How does one get into the queue?  A priority date is established when an immigrant petition or application for a labor certification is filed.  If the petition and/or labor certification is approved, an applicant may take her spot in line depending upon the category.  The immigrant visa backlog is maintained by the Department of State, which does not track applications for labor certifications until an immigrant petition has been filed.  Thus, there are many more thousands of people beginning to get in the queue by filing applications for labor certifications.  Also, the State Department is not aware when people drop off the queue.  A person can die while waiting and, obviously, leave the queue.  People get married, divorced or just grow disinterested in immigrating.  The queue is highly dynamic and fluctuates often.

So, which line do individuals go to?  The blueprint seems to require everyone in the queue to obtain residence before a single beneficiary of the new plan gets residence.  That might take a while.  After all, visas are now available for the Filipino brothers and sisters of American citizens if their American brother or sister originally sponsored them prior to April 15, 1989.  Twenty three years.  Does the plan truly require everyone in the queue to get their residence before anyone who applies under the new program?  Does this mean that no one will get a green card for at least 23 years??  It’s amazing that in an era where there is so much concern over “big government,” members of the Senate would propose a process that takes a quarter century to begin.  At least the Soviets stuck to five year plans.

Here is another sneaky fact that makes this whole idea unworkable.  Many of the undocumented in the U.S., the eleven million, that would supposedly benefit from this program, are already in the queue!!!  Many of them have sought immigration benefits and it is only due to the outrageous backlogs that they become undocumented. They have played by the rules, too, but the system has failed them.   It is a myth that there are so many people abroad who “play by the rules” and are waiting patiently for their turn to come in.  Yes, they exist, but not likely in the numbers that the back of the line crowd says, and should be immediately let in with residence rather than waiting in these atrocious backlogs.

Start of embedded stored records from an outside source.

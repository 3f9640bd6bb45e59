//! WebSocket transport session and request correlator.
//!
//! One [`WsSession`] owns one WebSocket connection to the native control
//! process.  Many callers may have commands in flight simultaneously; each
//! outbound envelope carries a fresh correlation id, and a single reader
//! task routes every inbound frame back to the caller that is waiting on
//! that id.  There is **no ordering guarantee** between distinct commands:
//! replies resolve in whatever order the peer emits them.
//!
//! # Correlation invariants
//!
//! - An id is never reused while a request with that id is pending (the
//!   counter is session-owned and monotonic).
//! - A pending request resolves **at most once**: the completion sender is
//!   removed from the table *before* it is fired, so a duplicate frame for
//!   the same id finds nothing and is counted as unmatched.
//! - A pending request is never left dangling: it resolves with a frame,
//!   fails on timeout, or fails with a connection-closed error when the
//!   session shuts down — whichever comes first.
//!
//! # Unmatched frames
//!
//! A frame whose id matches no pending request (unknown id, or an id that
//! already resolved) is dropped.  That tolerance is part of the protocol's
//! design, but a desync is worth noticing, so every drop increments the
//! counter behind [`WsSession::unmatched_frames`] and logs a warning.

use std::collections::HashMap;
use std::sync::atomic::{AtomicU64, Ordering};
use std::sync::{Arc, Mutex as StdMutex};
use std::time::Duration;

use anyhow::Context;
use futures_util::stream::{SplitSink, SplitStream};
use futures_util::{SinkExt, StreamExt};
use thiserror::Error;
use tokio::net::TcpStream;
use tokio::sync::oneshot;
use tokio::time::timeout;
use tokio_tungstenite::{
    connect_async,
    tungstenite::Message as WsMessage,
    MaybeTlsStream, WebSocketStream,
};
use tracing::{debug, info, warn};

use ukey_core::protocol::envelope::{CommandEnvelope, LoadModuleEnvelope, ReplyFrame};
use ukey_core::protocol::request_id::RequestIdCounter;

type WsSink = SplitSink<WebSocketStream<MaybeTlsStream<TcpStream>>, WsMessage>;
type WsStream = SplitStream<WebSocketStream<MaybeTlsStream<TcpStream>>>;

// ── Public types ──────────────────────────────────────────────────────────────

/// Lifecycle state of a transport session.
///
/// ```text
/// Disconnected → Connecting → Open → Closing → Closed
///                     └──────────────────────────┘ (handshake failure)
/// ```
///
/// `Disconnected` is the notional state before [`WsSession::connect`] runs;
/// a constructed session is already past it.  Any transport error moves
/// the session straight to `Closed`.
#[derive(Debug, Clone, Copy, PartialEq, Eq)]
pub enum SessionState {
    Disconnected,
    Connecting,
    Open,
    Closing,
    Closed,
}

/// Transport-level failures of a single request.
///
/// These are all "class 1" errors in the protocol's taxonomy: the reply
/// payload never arrived, so no status decoding was possible.
#[derive(Debug, Error)]
pub enum SessionError {
    /// The session is not in the `Open` state.
    #[error("session is not open (state: {0:?})")]
    NotOpen(SessionState),

    /// The envelope could not be serialized (should not happen for
    /// well-formed parameters).
    #[error("failed to serialize envelope: {0}")]
    Serialize(String),

    /// Writing the frame to the WebSocket failed.
    #[error("failed to send frame: {0}")]
    Send(String),

    /// The session closed before a reply for this request arrived.
    #[error("connection closed before a reply arrived")]
    ConnectionClosed,

    /// No reply arrived within the configured request timeout.
    #[error("no reply within {0:?}")]
    Timeout(Duration),
}

// ── Shared correlator state ───────────────────────────────────────────────────

/// State shared between callers and the reader task.
struct Shared {
    ids: RequestIdCounter,
    /// Pending completions keyed by correlation id.  `None` once the
    /// session has shut down, so late registrations fail instead of
    /// leaking.
    pending: StdMutex<Option<HashMap<String, oneshot::Sender<ReplyFrame>>>>,
    state: StdMutex<SessionState>,
    unmatched: AtomicU64,
}

impl Shared {
    fn new() -> Self {
        Self {
            ids: RequestIdCounter::new(),
            pending: StdMutex::new(Some(HashMap::new())),
            state: StdMutex::new(SessionState::Connecting),
            unmatched: AtomicU64::new(0),
        }
    }

    fn state(&self) -> SessionState {
        *self.state.lock().expect("state lock poisoned")
    }

    fn set_state(&self, next: SessionState) {
        *self.state.lock().expect("state lock poisoned") = next;
    }

    /// Registers a completion under `id`.  Fails when the session has
    /// already shut down.
    fn register(&self, id: &str, tx: oneshot::Sender<ReplyFrame>) -> Result<(), SessionError> {
        let mut guard = self.pending.lock().expect("pending lock poisoned");
        match guard.as_mut() {
            Some(map) => {
                map.insert(id.to_string(), tx);
                Ok(())
            }
            None => Err(SessionError::ConnectionClosed),
        }
    }

    /// Removes the completion for `id`, if still pending.
    fn deregister(&self, id: &str) {
        if let Some(map) = self.pending.lock().expect("pending lock poisoned").as_mut() {
            map.remove(id);
        }
    }

    /// Routes an inbound frame to its waiting caller.
    ///
    /// The completion is removed from the table before it is fired, which
    /// is what makes resolution at-most-once: a second frame with the same
    /// id finds nothing and is counted as unmatched.
    fn dispatch(&self, frame: ReplyFrame) {
        let sender = self
            .pending
            .lock()
            .expect("pending lock poisoned")
            .as_mut()
            .and_then(|map| map.remove(&frame.msg_id));

        match sender {
            Some(tx) => {
                // The caller may have timed out and dropped its receiver;
                // that is not an error.
                let _ = tx.send(frame);
            }
            None => {
                self.unmatched.fetch_add(1, Ordering::Relaxed);
                warn!(msg_id = %frame.msg_id, "dropping frame with no pending request");
            }
        }
    }

    /// Moves the session to `Closed` and fails every pending request.
    ///
    /// Dropping a completion sender wakes its receiver with a closed-channel
    /// error, which callers surface as [`SessionError::ConnectionClosed`].
    fn shutdown(&self, reason: &str) {
        self.set_state(SessionState::Closed);
        let drained = self
            .pending
            .lock()
            .expect("pending lock poisoned")
            .take()
            .map(|map| map.len())
            .unwrap_or(0);
        if drained > 0 {
            info!(pending = drained, "session shut down ({reason}); failing pending requests");
        } else {
            debug!("session shut down ({reason})");
        }
    }
}

// ── Session ───────────────────────────────────────────────────────────────────

/// A connected WebSocket session to the native control process.
///
/// Cheap to share: callers typically wrap it in an `Arc` (the façade does)
/// and issue concurrent requests without further locking — identity is
/// carried per request by the correlation id, not by shared cursor state.
pub struct WsSession {
    shared: Arc<Shared>,
    sink: tokio::sync::Mutex<WsSink>,
    request_timeout: Duration,
    reader: tokio::task::JoinHandle<()>,
}

impl WsSession {
    /// Opens a WebSocket connection to `url` and starts the reader task.
    ///
    /// # Errors
    ///
    /// Returns an error if the WebSocket handshake fails (control process
    /// not running, TLS failure, wrong URL).  The session is `Closed` in
    /// that case and was never `Open`.
    pub async fn connect(url: &str, request_timeout: Duration) -> anyhow::Result<Self> {
        let shared = Arc::new(Shared::new());

        let (ws_stream, _response) = connect_async(url)
            .await
            .map_err(|e| {
                shared.set_state(SessionState::Closed);
                e
            })
            .with_context(|| format!("failed to connect to UKey control process at {url}"))?;

        info!(%url, "WebSocket session established");
        shared.set_state(SessionState::Open);

        // Split into independently owned halves: the sink stays with the
        // session for senders, the stream moves into the reader task.
        let (sink, stream) = ws_stream.split();

        let reader_shared = Arc::clone(&shared);
        let reader = tokio::spawn(async move {
            read_frames(stream, reader_shared).await;
        });

        Ok(Self {
            shared,
            sink: tokio::sync::Mutex::new(sink),
            request_timeout,
            reader,
        })
    }

    /// Current lifecycle state.
    pub fn state(&self) -> SessionState {
        self.shared.state()
    }

    /// Number of inbound frames dropped because no request was pending
    /// under their id.  A steadily growing value indicates protocol
    /// desync with the peer.
    pub fn unmatched_frames(&self) -> u64 {
        self.shared.unmatched.load(Ordering::Relaxed)
    }

    /// Sends one command and awaits its correlated reply.
    ///
    /// `method` is the full `"<Command>|<control-class-id>"` string.  Any
    /// number of `request` calls may be outstanding concurrently; replies
    /// resolve in peer order, not send order.
    ///
    /// # Errors
    ///
    /// All failures are transport-level ([`SessionError`]); a reply frame
    /// with `Result: false` is *not* an error here — interpreting the
    /// flag belongs to the façade.
    pub async fn request(
        &self,
        method: &str,
        params: Vec<serde_json::Value>,
    ) -> Result<ReplyFrame, SessionError> {
        let id = self.shared.ids.next_id();
        let envelope = CommandEnvelope::new(id.clone(), method.to_string(), params);
        let text = serde_json::to_string(&envelope)
            .map_err(|e| SessionError::Serialize(e.to_string()))?;
        self.send_and_await(&id, text).await
    }

    /// Sends the `LoadModule` bootstrap frame and awaits its reply.
    ///
    /// Must complete successfully before any command is issued; the reply
    /// is correlated under the fixed id `"LoadModule"`.
    pub async fn load_module(&self, module: &str) -> Result<ReplyFrame, SessionError> {
        let envelope = LoadModuleEnvelope::new(module);
        let text = serde_json::to_string(&envelope)
            .map_err(|e| SessionError::Serialize(e.to_string()))?;
        self.send_and_await(LoadModuleEnvelope::MSG_ID, text).await
    }

    /// Registers a pending completion, writes the frame, and awaits the
    /// reply under the per-request timeout.
    async fn send_and_await(&self, id: &str, text: String) -> Result<ReplyFrame, SessionError> {
        let state = self.state();
        if state != SessionState::Open {
            return Err(SessionError::NotOpen(state));
        }

        let (tx, rx) = oneshot::channel();
        self.shared.register(id, tx)?;

        debug!(msg_id = %id, "sending command frame");
        {
            let mut sink = self.sink.lock().await;
            if let Err(e) = sink.send(WsMessage::Text(text)).await {
                // The frame never left; the registration must not linger.
                self.shared.deregister(id);
                return Err(SessionError::Send(e.to_string()));
            }
        }

        match timeout(self.request_timeout, rx).await {
            Ok(Ok(frame)) => Ok(frame),
            // Sender dropped: the session shut down while we were waiting.
            Ok(Err(_)) => Err(SessionError::ConnectionClosed),
            Err(_) => {
                // Timed out: remove the entry so a late reply counts as
                // unmatched instead of resolving into the void, and so the
                // table does not grow without bound.
                self.shared.deregister(id);
                warn!(msg_id = %id, "request timed out after {:?}", self.request_timeout);
                Err(SessionError::Timeout(self.request_timeout))
            }
        }
    }

    /// Closes the session.
    ///
    /// Every still-pending request fails with a connection-closed error;
    /// none is left unresolved.  Safe to call more than once.
    pub async fn close(&self) {
        self.shared.set_state(SessionState::Closing);
        {
            let mut sink = self.sink.lock().await;
            // Best effort: the peer may already be gone.
            let _ = sink.send(WsMessage::Close(None)).await;
        }
        self.shared.shutdown("closed by caller");
        self.reader.abort();
    }
}

// ── Reader task ───────────────────────────────────────────────────────────────

/// Reads frames until the stream ends, dispatching each reply to its
/// pending request.  On exit the session is shut down and all remaining
/// pending requests fail.
async fn read_frames(mut stream: WsStream, shared: Arc<Shared>) {
    while let Some(item) = stream.next().await {
        match item {
            Ok(WsMessage::Text(text)) => match serde_json::from_str::<ReplyFrame>(&text) {
                Ok(frame) => shared.dispatch(frame),
                Err(e) => warn!("discarding malformed frame from peer: {e}"),
            },
            Ok(WsMessage::Binary(_)) => {
                // The envelope protocol is text-only.
                warn!("unexpected binary frame from peer (ignored)");
            }
            Ok(WsMessage::Ping(_)) | Ok(WsMessage::Pong(_)) => {
                // Protocol-level keepalive; tungstenite answers pings
                // automatically on the next sink write.
            }
            Ok(WsMessage::Close(_)) => {
                debug!("peer sent Close frame");
                break;
            }
            Ok(WsMessage::Frame(_)) => {}
            Err(e) => {
                warn!("WebSocket read error: {e}");
                break;
            }
        }
    }
    shared.shutdown("transport ended");
}

// ── Tests ─────────────────────────────────────────────────────────────────────
//
// The correlator logic (register/dispatch/shutdown) is tested here against
// the Shared state directly; the full network path, including the reader
// task and timeouts, is covered by tests/session_integration.rs.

There are, in fact, many highly skilled employees, waiting their turn to apply for residence due to backlogs in employment visas.  These folks are here on temporary visas, working and waiting.  They would seem to have a legitimate gripe if the undocumented got immediate residence.  But the solution is not this garbage about the back of the line.  Raise the immigrant visa numbers to an amount that is commensurate with the American employers’ demands for a workforce.  Don’t make immigrants pay for the arbitrary levels of immigration that were created nearly half a century ago.

So, that’s the issue with the line.  So far, the only politician we have seen who gets this is Jeb Bush, who published the most sane piece on immigration that we have seen during this discussion.  The former Florida governor wrote:  “There is no “line.” Critics of comprehensive reform often argue that illegal immigrants should return to their native countries and wait in line like everyone else who wants to come to America. But unless they have relatives in the U.S. or can fit within the limited number of work-based visas, no line exists for such individuals.For most aspiring immigrants, the only means of legal admission to this country is an annual “diversity lottery” that randomly awards visas to 55,000 foreigners. There are roughly 250 applicants for each visa every year. The absence of a meaningful avenue of access increases the pressure for illegal immigration.”

There are many lines; there is no line.  The line moves, grows and contracts.  Immigration reform will have to deal with this messy reality rather than attractive soundbites such as “go to the back of the line.”